-- WORK TASK --
The required output is all lines below that contain the word "None".

-- RECORDS PROVIDED --
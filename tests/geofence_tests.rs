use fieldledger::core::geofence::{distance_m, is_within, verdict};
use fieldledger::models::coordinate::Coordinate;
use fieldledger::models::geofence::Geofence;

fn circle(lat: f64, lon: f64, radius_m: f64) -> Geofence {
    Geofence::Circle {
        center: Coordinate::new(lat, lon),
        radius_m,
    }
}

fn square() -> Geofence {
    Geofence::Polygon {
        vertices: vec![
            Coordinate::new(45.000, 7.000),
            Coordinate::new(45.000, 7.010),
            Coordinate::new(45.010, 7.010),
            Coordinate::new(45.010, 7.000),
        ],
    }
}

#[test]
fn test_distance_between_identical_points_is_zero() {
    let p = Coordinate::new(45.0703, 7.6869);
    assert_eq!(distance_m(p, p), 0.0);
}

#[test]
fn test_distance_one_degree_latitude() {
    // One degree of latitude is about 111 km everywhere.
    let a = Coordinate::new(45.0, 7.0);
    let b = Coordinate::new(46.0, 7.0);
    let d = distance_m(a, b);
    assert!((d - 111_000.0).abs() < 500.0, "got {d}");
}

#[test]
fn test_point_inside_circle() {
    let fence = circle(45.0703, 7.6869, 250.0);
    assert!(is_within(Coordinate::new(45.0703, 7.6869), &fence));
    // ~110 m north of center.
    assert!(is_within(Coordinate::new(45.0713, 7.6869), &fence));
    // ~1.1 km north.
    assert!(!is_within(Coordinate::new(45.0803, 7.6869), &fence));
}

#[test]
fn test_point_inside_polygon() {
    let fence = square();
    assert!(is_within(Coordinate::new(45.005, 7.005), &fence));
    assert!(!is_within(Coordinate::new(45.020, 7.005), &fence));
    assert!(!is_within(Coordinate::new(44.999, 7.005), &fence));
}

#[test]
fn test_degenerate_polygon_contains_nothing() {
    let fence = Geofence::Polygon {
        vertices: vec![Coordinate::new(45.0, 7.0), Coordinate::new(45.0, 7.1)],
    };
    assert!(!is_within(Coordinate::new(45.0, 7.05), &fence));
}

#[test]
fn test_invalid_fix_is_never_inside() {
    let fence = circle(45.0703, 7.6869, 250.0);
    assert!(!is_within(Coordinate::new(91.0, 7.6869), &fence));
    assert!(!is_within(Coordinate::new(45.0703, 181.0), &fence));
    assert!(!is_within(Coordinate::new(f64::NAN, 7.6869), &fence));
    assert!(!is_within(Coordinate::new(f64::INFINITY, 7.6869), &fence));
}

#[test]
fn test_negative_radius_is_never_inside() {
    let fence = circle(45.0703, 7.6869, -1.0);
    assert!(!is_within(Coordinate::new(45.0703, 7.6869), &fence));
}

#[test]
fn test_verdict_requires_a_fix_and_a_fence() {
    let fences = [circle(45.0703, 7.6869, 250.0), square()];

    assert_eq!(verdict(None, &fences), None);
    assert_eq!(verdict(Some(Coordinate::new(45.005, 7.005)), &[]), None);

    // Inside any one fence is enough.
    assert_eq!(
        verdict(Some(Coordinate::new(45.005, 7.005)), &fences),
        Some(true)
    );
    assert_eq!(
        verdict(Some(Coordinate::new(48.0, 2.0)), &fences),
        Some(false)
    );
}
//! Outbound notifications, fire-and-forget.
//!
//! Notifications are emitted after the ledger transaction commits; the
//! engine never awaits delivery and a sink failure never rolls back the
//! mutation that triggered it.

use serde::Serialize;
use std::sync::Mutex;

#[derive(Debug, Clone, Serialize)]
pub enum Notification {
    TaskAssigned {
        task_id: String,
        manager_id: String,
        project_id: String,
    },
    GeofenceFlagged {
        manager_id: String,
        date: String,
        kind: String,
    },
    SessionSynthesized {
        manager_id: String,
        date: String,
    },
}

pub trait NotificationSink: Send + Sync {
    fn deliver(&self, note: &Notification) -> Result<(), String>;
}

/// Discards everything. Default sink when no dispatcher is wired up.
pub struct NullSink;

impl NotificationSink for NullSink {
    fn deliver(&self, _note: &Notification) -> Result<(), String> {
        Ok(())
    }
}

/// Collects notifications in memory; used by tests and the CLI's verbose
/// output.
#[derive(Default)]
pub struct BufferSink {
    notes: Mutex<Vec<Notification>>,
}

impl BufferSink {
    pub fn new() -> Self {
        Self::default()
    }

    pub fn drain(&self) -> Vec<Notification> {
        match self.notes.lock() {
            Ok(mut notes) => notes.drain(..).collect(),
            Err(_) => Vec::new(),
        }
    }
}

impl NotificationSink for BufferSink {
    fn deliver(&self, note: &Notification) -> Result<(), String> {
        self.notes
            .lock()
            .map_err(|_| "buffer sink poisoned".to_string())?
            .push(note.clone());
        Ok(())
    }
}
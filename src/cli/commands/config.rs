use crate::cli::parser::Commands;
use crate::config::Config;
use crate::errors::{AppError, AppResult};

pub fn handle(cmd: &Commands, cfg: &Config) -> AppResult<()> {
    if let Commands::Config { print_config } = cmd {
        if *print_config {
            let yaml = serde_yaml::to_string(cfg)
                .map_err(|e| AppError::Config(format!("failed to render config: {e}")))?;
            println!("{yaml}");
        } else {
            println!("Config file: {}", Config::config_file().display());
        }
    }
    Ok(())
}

-- ANSWER SECTION --
    assert_eq!(verdict(None, &fences), None);
    assert_eq!(verdict(Some(Coordinate::new(45.005, 7.005)), &[]), None);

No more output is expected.